At this point I walked over to the parent of the gasoline marauder and another leader informing them that the element of gasoline had just been introduced. The response from the parent was a short wave of the hand saying how glad she was she wasn’t a leader for the group. I guess parent doesn’t count? (A post for another day.)

I look back over to see a blazing fire burning…for about 30 seconds. One of the youth is sent to look for more gasoline. Thankfully, by this point another leader (who later shares how a family member received 3rd degree burns after a lighter fluid can burst in his hands while lighting a fire in a fireplace) steps in to help me bring a close to the gasoline fix. The parent now joined the scene with instructions on where a Duraflame log is and it is retrieved. As it is placed under the full size log T-pee and slowly begins to burn with a small flame on one end. Several minutes pass as the group sit around the tiny flame which moments later turns into a raring blaze after a surprise attack of…you guessed, a cup of gasoline.

I could add another entire chapter on how roasting marshmallows in new flame is missing the point of cooking and roasting in a campfire; how the point is to let the fire burn good and hot long enough to produce coals for that purpose, or even how flinging a marshmallow on fire back and forth isn’t the best way to put the flame out, but I’ll let your imagines finish that part of the story.
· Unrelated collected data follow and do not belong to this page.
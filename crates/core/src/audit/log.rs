//! Hash-chained event log.

use std::sync::Arc;

use chrono::Utc;
use tracing::debug;

use super::{compute_event_hash, AuditError, Event, EventStore, GENESIS_HASH};

/// Append-only, tamper-evident log of domain events.
///
/// Each appended event records the hash of its predecessor and a digest
/// binding its own payload to that hash, forming a singly linked chain from
/// the genesis sentinel to the newest event. The chain detects retroactive
/// edits but does not authenticate authorship.
#[derive(Clone)]
pub struct EventLog {
    store: Arc<dyn EventStore>,
}

impl EventLog {
    pub fn new(store: Arc<dyn EventStore>) -> Self {
        Self { store }
    }

    /// Append an event, chaining it to the most recent one.
    pub fn append(
        &self,
        kind: &str,
        payload: serde_json::Map<String, serde_json::Value>,
    ) -> Result<Event, AuditError> {
        let prev_hash = match self.store.last()? {
            Some(last) => last.hash,
            None => GENESIS_HASH.to_string(),
        };

        let hash = compute_event_hash(&payload, &prev_hash);
        let event = Event {
            id: format!("evt_{}", uuid::Uuid::new_v4().simple()),
            kind: kind.to_string(),
            ts: Utc::now(),
            payload,
            prev_hash,
            hash,
        };

        self.store.append(&event)?;
        debug!(event_id = %event.id, kind = %event.kind, "Appended audit event");
        Ok(event)
    }

    /// Replay the full chain from genesis, recomputing every digest.
    ///
    /// Each event's expected digest is derived from its stored payload and
    /// the previous event's stored hash; any retroactive edit, reordering or
    /// deletion of an interior entry breaks the recomputation.
    pub fn verify_integrity(&self) -> Result<bool, AuditError> {
        let events = self.store.get_all()?;

        let mut prev_hash = GENESIS_HASH.to_string();
        for event in events {
            let expected = compute_event_hash(&event.payload, &prev_hash);
            if event.hash != expected {
                debug!(event_id = %event.id, "Event hash mismatch during verification");
                return Ok(false);
            }
            prev_hash = event.hash;
        }
        Ok(true)
    }

    /// All events in append order, oldest first.
    pub fn get_all(&self) -> Result<Vec<Event>, AuditError> {
        self.store.get_all()
    }
}

#[cfg(test)]
mod tests {
    use super::*;
    use crate::audit::{kind, SqliteEventStore};
    use serde_json::json;

    fn create_log() -> EventLog {
        EventLog::new(Arc::new(SqliteEventStore::in_memory().unwrap()))
    }

    fn payload(pairs: &[(&str, serde_json::Value)]) -> serde_json::Map<String, serde_json::Value> {
        pairs
            .iter()
            .map(|(k, v)| (k.to_string(), v.clone()))
            .collect()
    }

    #[test]
    fn test_first_event_chains_from_genesis() {
        let log = create_log();

        let event = log
            .append(kind::TICKET_CREATE, payload(&[("ticket_id", json!("tk_1"))]))
            .unwrap();

        assert_eq!(event.prev_hash, GENESIS_HASH);
        assert!(event.id.starts_with("evt_"));
        assert_eq!(event.hash, compute_event_hash(&event.payload, GENESIS_HASH));
    }

    #[test]
    fn test_second_event_chains_from_first() {
        let log = create_log();

        let first = log
            .append(kind::TICKET_CREATE, payload(&[("ticket_id", json!("tk_1"))]))
            .unwrap();
        let second = log
            .append(
                kind::TICKET_STATE_CHANGE,
                payload(&[("ticket_id", json!("tk_1")), ("to_state", json!("DELIVERED"))]),
            )
            .unwrap();

        assert_eq!(second.prev_hash, first.hash);
    }

    #[test]
    fn test_empty_log_verifies() {
        let log = create_log();
        assert!(log.verify_integrity().unwrap());
    }

    #[test]
    fn test_chain_verifies_after_appends() {
        let log = create_log();
        for i in 0..10 {
            log.append(
                kind::TICKET_STATE_CHANGE,
                payload(&[("ticket_id", json!(format!("tk_{i}")))]),
            )
            .unwrap();
        }
        assert!(log.verify_integrity().unwrap());
        assert_eq!(log.get_all().unwrap().len(), 10);
    }

    #[test]
    fn test_tampered_payload_fails_verification() {
        let temp_dir = tempfile::tempdir().unwrap();
        let db_path = temp_dir.path().join("events.db");

        let log = EventLog::new(Arc::new(SqliteEventStore::new(&db_path).unwrap()));
        for i in 0..5 {
            log.append(
                kind::TICKET_CREATE,
                payload(&[("ticket_id", json!(format!("tk_{i}")))]),
            )
            .unwrap();
        }
        assert!(log.verify_integrity().unwrap());

        // Rewrite one stored payload behind the log's back.
        let conn = rusqlite::Connection::open(&db_path).unwrap();
        conn.execute(
            "UPDATE events SET payload = ? WHERE rowid = 3",
            rusqlite::params![r#"{"ticket_id":"tk_evil"}"#],
        )
        .unwrap();

        assert!(!log.verify_integrity().unwrap());
    }

    #[test]
    fn test_tampered_hash_fails_verification() {
        let temp_dir = tempfile::tempdir().unwrap();
        let db_path = temp_dir.path().join("events.db");

        let log = EventLog::new(Arc::new(SqliteEventStore::new(&db_path).unwrap()));
        for i in 0..5 {
            log.append(
                kind::TICKET_CREATE,
                payload(&[("ticket_id", json!(format!("tk_{i}")))]),
            )
            .unwrap();
        }

        let conn = rusqlite::Connection::open(&db_path).unwrap();
        conn.execute(
            "UPDATE events SET hash = ? WHERE rowid = 2",
            rusqlite::params!["f".repeat(64)],
        )
        .unwrap();

        assert!(!log.verify_integrity().unwrap());
    }

    #[test]
    fn test_deleted_interior_event_fails_verification() {
        let temp_dir = tempfile::tempdir().unwrap();
        let db_path = temp_dir.path().join("events.db");

        let log = EventLog::new(Arc::new(SqliteEventStore::new(&db_path).unwrap()));
        for i in 0..5 {
            log.append(
                kind::TICKET_CREATE,
                payload(&[("ticket_id", json!(format!("tk_{i}")))]),
            )
            .unwrap();
        }

        let conn = rusqlite::Connection::open(&db_path).unwrap();
        conn.execute("DELETE FROM events WHERE rowid = 3", []).unwrap();

        assert!(!log.verify_integrity().unwrap());
    }
}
Perhaps I’ll come back later and tie in the greater lessons we could learn from that but for now let’s move on to the real point of sharing this.
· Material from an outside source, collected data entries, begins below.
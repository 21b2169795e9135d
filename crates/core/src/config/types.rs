//! Configuration types.

use std::path::PathBuf;

use serde::{Deserialize, Serialize};
use thiserror::Error;

use crate::ticket::{LeaseConfig, TimeoutAction, DEFAULT_TTL_SECONDS, MAX_TTL_SECONDS};

#[derive(Debug, Error)]
pub enum ConfigError {
    #[error("Config file not found: {0}")]
    FileNotFound(String),

    #[error("Failed to parse config: {0}")]
    ParseError(String),

    #[error("Invalid config: {0}")]
    Invalid(String),
}

/// Top-level configuration. Every section has defaults, so an empty file
/// (or no file at all) is a valid configuration.
#[derive(Debug, Clone, Serialize, Deserialize, Default, PartialEq)]
pub struct Config {
    #[serde(default)]
    pub database: DatabaseConfig,

    #[serde(default)]
    pub lease: LeaseDefaults,
}

impl Config {
    /// Lease policy applied to tickets whose creator did not specify one.
    pub fn default_lease(&self) -> LeaseConfig {
        LeaseConfig::new(self.lease.ttl_seconds, self.lease.on_timeout)
    }
}

/// Database settings.
#[derive(Debug, Clone, Serialize, Deserialize, PartialEq)]
pub struct DatabaseConfig {
    /// Path of the SQLite database file holding tickets and events.
    pub path: PathBuf,
}

impl Default for DatabaseConfig {
    fn default() -> Self {
        Self {
            path: PathBuf::from("hap.db"),
        }
    }
}

/// Default lease policy for newly created tickets.
#[derive(Debug, Clone, Serialize, Deserialize, PartialEq)]
pub struct LeaseDefaults {
    /// Seconds the human has to respond.
    pub ttl_seconds: u32,
    /// Action taken on expiry.
    pub on_timeout: TimeoutAction,
}

impl Default for LeaseDefaults {
    fn default() -> Self {
        Self {
            ttl_seconds: DEFAULT_TTL_SECONDS,
            on_timeout: TimeoutAction::AutoReject,
        }
    }
}

/// Validate a loaded configuration.
pub fn validate_config(config: &Config) -> Result<(), ConfigError> {
    if config.lease.ttl_seconds == 0 || config.lease.ttl_seconds > MAX_TTL_SECONDS {
        return Err(ConfigError::Invalid(format!(
            "lease.ttl_seconds must be in 1..={MAX_TTL_SECONDS}, got {}",
            config.lease.ttl_seconds
        )));
    }
    if config.database.path.as_os_str().is_empty() {
        return Err(ConfigError::Invalid(
            "database.path must not be empty".to_string(),
        ));
    }
    Ok(())
}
I shared this story because it’s so chuck full of possibilities to explore and fits in nicely with the permanent vacation of common sense. But at a more general level, it typifies life today in a nut shell. Everyone is in such a hurry to find the easy way that it matters not what is sacrificed along the way, common sense being one of the greater causalities, not to mention unhealthy and life threatening hazards. Our “Duraflame” logs may take on different forms, but they still represent a cheating element - the concept that you can replace beginning and foundational steps by cutting a few corners. That it’s as easy as running to the store for what you need, that someone will always be there to provide you an easy out. Even egotism is fed by this growing epidemic, nourishing the belief that nothing but your selfish desires matter and whatever you do to obtain them will be inconsequential. We’ve spent so much time trimming the fat that we never noticed we’ve been whittling away at the meat for so long there’s almost nothing left.

I for one say it’s time to back the train up. Everyone needs to call back common sense from its extended vacation. Everyone needs to step up to the plate and help repair and rebuild critical foundation elements in every aspect of our lives that have been replaced with laziness, instant gratification and debt. Our children need to know and understand how to do things for themselves the right way, what the dangers and hazards are of the easy way and how important this knowledge is. We need to be better teachers and examples. We’re the current engineers and conductors of the train, but we’ll be passing it on to a new generation and we’ll still be on that train for the ride. It’s time to think about that and make some positive changes now so the future journey won’t be disastrous.

Stepping off my soapbox. Thanks for letting me vent.